3. Fiber optic temperature measurement
Due to its high insulation strength, strong resistance to electromagnetic interference, corrosion fakafepaki, small size, and simple structure, fiber optic transmission systems are particularly suitable for online measurement of temperature parameters in power systems. The fiber optic thermometer uses optical fibers to transmit signals, and its temperature sensor is installed on the surface of a charged object. The thermometer is connected to the temperature sensor using optical fibers. Fiber optic temperature measurement can be divided into various methods such as tufaki e filo optic e fua ʻo e ʻea, fiber optic grating, mo e fluorescence fiber optic temperature measurement.
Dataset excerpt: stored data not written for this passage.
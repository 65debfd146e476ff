//! Procedural mesh and texture builders shared by the pages.

use std::collections::HashSet;
use std::f32::consts::PI;

use bevy::asset::RenderAssetUsages;
use bevy::math::Affine2;
use bevy::prelude::*;
use bevy::render::mesh::{Indices, PrimitiveTopology, VertexAttributeValues};
use bevy::render::render_resource::{Extent3d, TextureDimension, TextureFormat};
use rand::Rng;

/// Edge list of a triangle mesh, one line per unique index pair.
/// Returns `None` for meshes without float3 positions or a non-triangle topology.
pub fn wireframe_mesh(mesh: &Mesh) -> Option<Mesh> {
    if mesh.primitive_topology() != PrimitiveTopology::TriangleList {
        return None;
    }
    let Some(VertexAttributeValues::Float32x3(positions)) =
        mesh.attribute(Mesh::ATTRIBUTE_POSITION)
    else {
        return None;
    };

    let indices: Vec<u32> = match mesh.indices() {
        Some(indices) => indices.iter().map(|i| i as u32).collect(),
        None => (0..positions.len() as u32).collect(),
    };

    let mut seen = HashSet::new();
    let mut lines = Vec::new();
    for tri in indices.chunks_exact(3) {
        for (a, b) in [(tri[0], tri[1]), (tri[1], tri[2]), (tri[2], tri[0])] {
            if seen.insert((a.min(b), a.max(b))) {
                lines.push(positions[a as usize]);
                lines.push(positions[b as usize]);
            }
        }
    }

    Some(
        Mesh::new(PrimitiveTopology::LineList, RenderAssetUsages::default())
            .with_inserted_attribute(Mesh::ATTRIBUTE_POSITION, lines),
    )
}

/// `count` triangles worth of vertices, each coordinate uniform in [-1, 1].
pub fn random_triangle_positions(rng: &mut impl Rng, count: usize) -> Vec<[f32; 3]> {
    (0..count * 3)
        .map(|_| {
            [
                (rng.random::<f32>() - 0.5) * 2.0,
                (rng.random::<f32>() - 0.5) * 2.0,
                (rng.random::<f32>() - 0.5) * 2.0,
            ]
        })
        .collect()
}

/// Unindexed triangle list from raw positions.
pub fn triangle_soup_mesh(positions: Vec<[f32; 3]>) -> Mesh {
    Mesh::new(PrimitiveTopology::TriangleList, RenderAssetUsages::default())
        .with_inserted_attribute(Mesh::ATTRIBUTE_POSITION, positions)
}

/// Points uniformly distributed over a sphere of `radius`.
pub fn sphere_shell_points(rng: &mut impl Rng, count: usize, radius: f32) -> Vec<[f32; 3]> {
    (0..count)
        .map(|_| {
            let theta = rng.random::<f32>() * 2.0 * PI;
            let phi = (2.0 * rng.random::<f32>() - 1.0).clamp(-1.0, 1.0).acos();
            [
                radius * phi.sin() * theta.cos(),
                radius * phi.sin() * theta.sin(),
                radius * phi.cos(),
            ]
        })
        .collect()
}

pub fn point_list_mesh(positions: Vec<[f32; 3]>) -> Mesh {
    Mesh::new(PrimitiveTopology::PointList, RenderAssetUsages::default())
        .with_inserted_attribute(Mesh::ATTRIBUTE_POSITION, positions)
}

/// Polar UVs for a flat ring in the XY plane: `u` runs around the ring,
/// `v` is the distance from the centre relative to `outer_radius`.
pub fn polar_ring_uvs(positions: &[[f32; 3]], outer_radius: f32) -> Vec<[f32; 2]> {
    positions
        .iter()
        .map(|p| {
            let angle = p[1].atan2(p[0]);
            let radius = Vec2::new(p[0], p[1]).length() / outer_radius;
            [(angle + PI) / (2.0 * PI), radius]
        })
        .collect()
}

/// Replace a ring mesh's UVs with polar ones so a strip texture wraps around it.
pub fn apply_polar_ring_uvs(mesh: &mut Mesh, outer_radius: f32) {
    let Some(VertexAttributeValues::Float32x3(positions)) =
        mesh.attribute(Mesh::ATTRIBUTE_POSITION)
    else {
        return;
    };
    let uvs = polar_ring_uvs(positions, outer_radius);
    mesh.insert_attribute(Mesh::ATTRIBUTE_UV_0, uvs);
}

/// UV transform that repeats a texture `repeat` times and rotates it by
/// `rotation` radians about `center`.
pub fn uv_transform(repeat: Vec2, rotation: f32, center: Vec2) -> Affine2 {
    Affine2::from_translation(center)
        * Affine2::from_scale(repeat)
        * Affine2::from_angle(-rotation)
        * Affine2::from_translation(-center)
}

/// Alpha of a soft round blob at `distance` from its centre (0.5 = edge).
pub fn radial_falloff(distance: f32) -> f32 {
    let t = (1.0 - distance / 0.5).clamp(0.0, 1.0);
    t * t
}

/// Black RGBA image whose alpha fades radially from the centre.
pub fn radial_shadow_image(size: u32) -> Image {
    let mut data = Vec::with_capacity((size * size * 4) as usize);
    for y in 0..size {
        for x in 0..size {
            let u = (x as f32 + 0.5) / size as f32 - 0.5;
            let v = (y as f32 + 0.5) / size as f32 - 0.5;
            let alpha = radial_falloff(Vec2::new(u, v).length());
            data.extend_from_slice(&[0, 0, 0, (alpha * 255.0).round() as u8]);
        }
    }

    Image::new(
        Extent3d {
            width: size,
            height: size,
            depth_or_array_layers: 1,
        },
        TextureDimension::D2,
        data,
        TextureFormat::Rgba8UnormSrgb,
        RenderAssetUsages::default(),
    )
}

/// Line list of the three coordinate axes coloured red, green and blue.
pub fn axes_mesh(size: f32) -> Mesh {
    let positions = vec![
        [0.0, 0.0, 0.0],
        [size, 0.0, 0.0],
        [0.0, 0.0, 0.0],
        [0.0, size, 0.0],
        [0.0, 0.0, 0.0],
        [0.0, 0.0, size],
    ];
    let red = [1.0, 0.0, 0.0, 1.0];
    let green = [0.0, 1.0, 0.0, 1.0];
    let blue = [0.0, 0.0, 1.0, 1.0];
    let colours = vec![red, red, green, green, blue, blue];

    Mesh::new(PrimitiveTopology::LineList, RenderAssetUsages::default())
        .with_inserted_attribute(Mesh::ATTRIBUTE_POSITION, positions)
        .with_inserted_attribute(Mesh::ATTRIBUTE_COLOR, colours)
        .with_inserted_indices(Indices::U32(vec![0, 1, 2, 3, 4, 5]))
}

/// Mesh with tangents for normal and parallax maps, or the mesh unchanged
/// if they cannot be generated.
pub fn with_tangents(mesh: Mesh) -> Mesh {
    let fallback = mesh.clone();
    mesh.with_generated_tangents().unwrap_or_else(|err| {
        warn!("Could not generate tangents, normal and depth maps disabled on this mesh: {err}");
        fallback
    })
}

/// Distance along the ray to the first hit with a sphere, if any.
pub fn ray_sphere_distance(origin: Vec3, direction: Vec3, center: Vec3, radius: f32) -> Option<f32> {
    let to_center = origin - center;
    let b = to_center.dot(direction);
    let c = to_center.length_squared() - radius * radius;
    let discriminant = b * b - c;
    if discriminant < 0.0 {
        return None;
    }
    let root = discriminant.sqrt();
    [-b - root, -b + root].into_iter().find(|t| *t >= 0.0)
}

#[cfg(test)]
mod tests {
    use super::*;
    use rand::SeedableRng;
    use rand::rngs::StdRng;

    fn line_count(mesh: &Mesh) -> usize {
        match mesh.attribute(Mesh::ATTRIBUTE_POSITION) {
            Some(VertexAttributeValues::Float32x3(p)) => p.len() / 2,
            _ => 0,
        }
    }

    #[test]
    fn cube_wireframe_has_unique_edges() {
        let cube = Mesh::from(Cuboid::new(1.0, 1.0, 1.0));
        let wire = wireframe_mesh(&cube).unwrap();

        assert_eq!(wire.primitive_topology(), PrimitiveTopology::LineList);
        // Six faces, two triangles each, five unique edges per face.
        assert_eq!(line_count(&wire), 30);
    }

    #[test]
    fn unindexed_triangles_give_three_edges_each() {
        let mut rng = StdRng::seed_from_u64(7);
        let soup = triangle_soup_mesh(random_triangle_positions(&mut rng, 20));
        let wire = wireframe_mesh(&soup).unwrap();
        assert_eq!(line_count(&wire), 60);
    }

    #[test]
    fn wireframe_rejects_line_meshes() {
        assert!(wireframe_mesh(&axes_mesh(1.0)).is_none());
    }

    #[test]
    fn random_triangles_stay_in_unit_cube() {
        let mut rng = StdRng::seed_from_u64(42);
        let positions = random_triangle_positions(&mut rng, 500);
        assert_eq!(positions.len(), 1500);
        assert!(positions.iter().flatten().all(|c| (-1.0..=1.0).contains(c)));
    }

    #[test]
    fn same_seed_same_layout() {
        let a = random_triangle_positions(&mut StdRng::seed_from_u64(3), 10);
        let b = random_triangle_positions(&mut StdRng::seed_from_u64(3), 10);
        assert_eq!(a, b);
    }

    #[test]
    fn shell_points_sit_on_the_sphere() {
        let mut rng = StdRng::seed_from_u64(1);
        for p in sphere_shell_points(&mut rng, 200, 500.0) {
            let r = Vec3::from(p).length();
            assert!((r - 500.0).abs() < 0.1);
        }
    }

    #[test]
    fn polar_uvs_wrap_around_the_ring() {
        let uvs = polar_ring_uvs(
            &[[2.5, 0.0, 0.0], [0.0, 1.5, 0.0], [-2.5, -0.0001, 0.0]],
            2.5,
        );
        assert!((uvs[0][0] - 0.5).abs() < 1e-6);
        assert!((uvs[0][1] - 1.0).abs() < 1e-6);
        assert!((uvs[1][0] - 0.75).abs() < 1e-6);
        assert!((uvs[1][1] - 0.6).abs() < 1e-6);
        assert!(uvs[2][0] < 0.01);
    }

    #[test]
    fn uv_transform_keeps_centre_fixed() {
        let t = uv_transform(Vec2::new(10.0, 1.0), PI, Vec2::splat(0.5));
        let centre = t.transform_point2(Vec2::splat(0.5));
        assert!(centre.distance(Vec2::splat(0.5)) < 1e-5);
    }

    #[test]
    fn shadow_blob_is_opaque_in_the_middle_and_clear_at_corners() {
        let image = radial_shadow_image(64);
        let data = image.data.as_ref().unwrap();
        let pixel = |x: usize, y: usize| data[(y * 64 + x) * 4 + 3];

        assert!(pixel(32, 32) > 240);
        assert_eq!(pixel(0, 0), 0);
        assert_eq!(radial_falloff(0.0), 1.0);
        assert_eq!(radial_falloff(0.6), 0.0);
    }

    #[test]
    fn ray_hits_front_of_sphere() {
        let t = ray_sphere_distance(Vec3::new(0.0, 0.0, 10.0), Vec3::NEG_Z, Vec3::ZERO, 1.0);
        assert!((t.unwrap() - 9.0).abs() < 1e-5);
        assert!(ray_sphere_distance(Vec3::new(0.0, 2.0, 10.0), Vec3::NEG_Z, Vec3::ZERO, 1.0).is_none());
        assert!(ray_sphere_distance(Vec3::new(0.0, 0.0, 10.0), Vec3::Z, Vec3::ZERO, 1.0).is_none());
    }
}
use bevy::prelude::*;
use constants::render_settings::{SIDEBAR_CLOSED_WIDTH, SIDEBAR_OPEN_WIDTH};

use crate::engine::core::app_state::GalleryPage;

#[derive(Resource)]
pub struct SidebarState {
    pub open: bool,
    pub open_width: f32,
    pub closed_width: f32,
}

impl Default for SidebarState {
    fn default() -> Self {
        Self {
            open: true,
            open_width: SIDEBAR_OPEN_WIDTH,
            closed_width: SIDEBAR_CLOSED_WIDTH,
        }
    }
}

impl SidebarState {
    pub fn width(&self) -> f32 {
        if self.open { self.open_width } else { self.closed_width }
    }
}

// Components
#[derive(Component)]
pub struct SidebarRoot;
#[derive(Component)]
pub struct SidebarBody;
#[derive(Component)]
pub struct SidebarHeader;
#[derive(Component)]
pub struct SidebarTitle;
#[derive(Component)]
pub struct SidebarToggleButton;

/// Navigation button for one page.
#[derive(Component, Debug, Clone, Copy)]
pub struct NavButton(pub GalleryPage);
Among them, fluorescence fiber optic temperature measurement has the most obvious advantages, with a long lifespan, no need for calibration, siʻisiʻi fekumi lahi, and easy installation. The lifespan of fluorescence fiber optic temperature measurement for electrical equipment exceeds 20 years, and there are many products used in environments with extremely high requirements such as 500kV transformer windings, which have been proven to be safe and reliable.
Ko hono fakanounoú, fluorescence fiber optic temperature measurement technology has significant advantages in temperature measurement of electrical equipment in power plants and substations. Compared to infrared temperature measurement, it can achieve online monitoring with high accuracy; Compared to wireless temperature measurement, it is not affected by electromagnetic interference, has a small size, and a long lifespan.
Composition and working principle of a fluorescent fiber optic temperature measurement and fire monitoring system
The fluorescence fiber optic thermometer consists of a display instrument, a temperature demodulator, and a fluorescence fiber optic sensing probe. The measuring point is the static contact of the high-voltage switchgear. After installing the fiber optic probe on the static contact of the switchgear, the temperature information is transmitted through the fiber optic to the demodulator for calculation, and a display function is provided to achieve online temperature monitoring of the switchgear contacts.